- Problem statement: This task calls for copying each line below that contains "super".

- Extracted records:
+===+

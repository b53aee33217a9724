//! JPEG encoding.
//!
//! Uses the `image` crate's baseline JPEG encoder. JPEG has no alpha, so
//! the surface is composited over the request's background first.

use image::codecs::jpeg::JpegEncoder;
use image::{ExtendedColorType, ImageEncoder};

use super::types::quality_percent;
use super::{validate_surface, EncodeError, EncodeRequest, EncodeResult};
use crate::format::OutputFormat;

/// Map a normalized quality in [0, 1] to the encoder's 1-100 scale.
///
/// # Errors
///
/// Returns `EncodeError::InvalidQuality` for NaN or values outside [0, 1].
pub fn quality_to_jpeg(quality: f64) -> Result<u8, EncodeError> {
    quality_percent(quality, OutputFormat::Jpeg)
}

pub(crate) fn encode_jpeg(request: &EncodeRequest<'_>) -> Result<EncodeResult, EncodeError> {
    let surface = request.surface;
    validate_surface(surface)?;
    let quality = quality_to_jpeg(request.quality)?;

    let rgb = surface.flatten_rgb(request.background);
    let mut buffer = Vec::new();
    JpegEncoder::new_with_quality(&mut buffer, quality)
        .write_image(&rgb, surface.width, surface.height, ExtendedColorType::Rgb8)
        .map_err(|e| EncodeError::EncodingFailed {
            format: OutputFormat::Jpeg,
            message: e.to_string(),
        })?;

    Ok(EncodeResult::new(buffer, OutputFormat::Jpeg))
}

+===+

- Result for this task:
use super::types::quality_percent;
use super::{validate_surface, EncodeError, EncodeRequest, EncodeResult};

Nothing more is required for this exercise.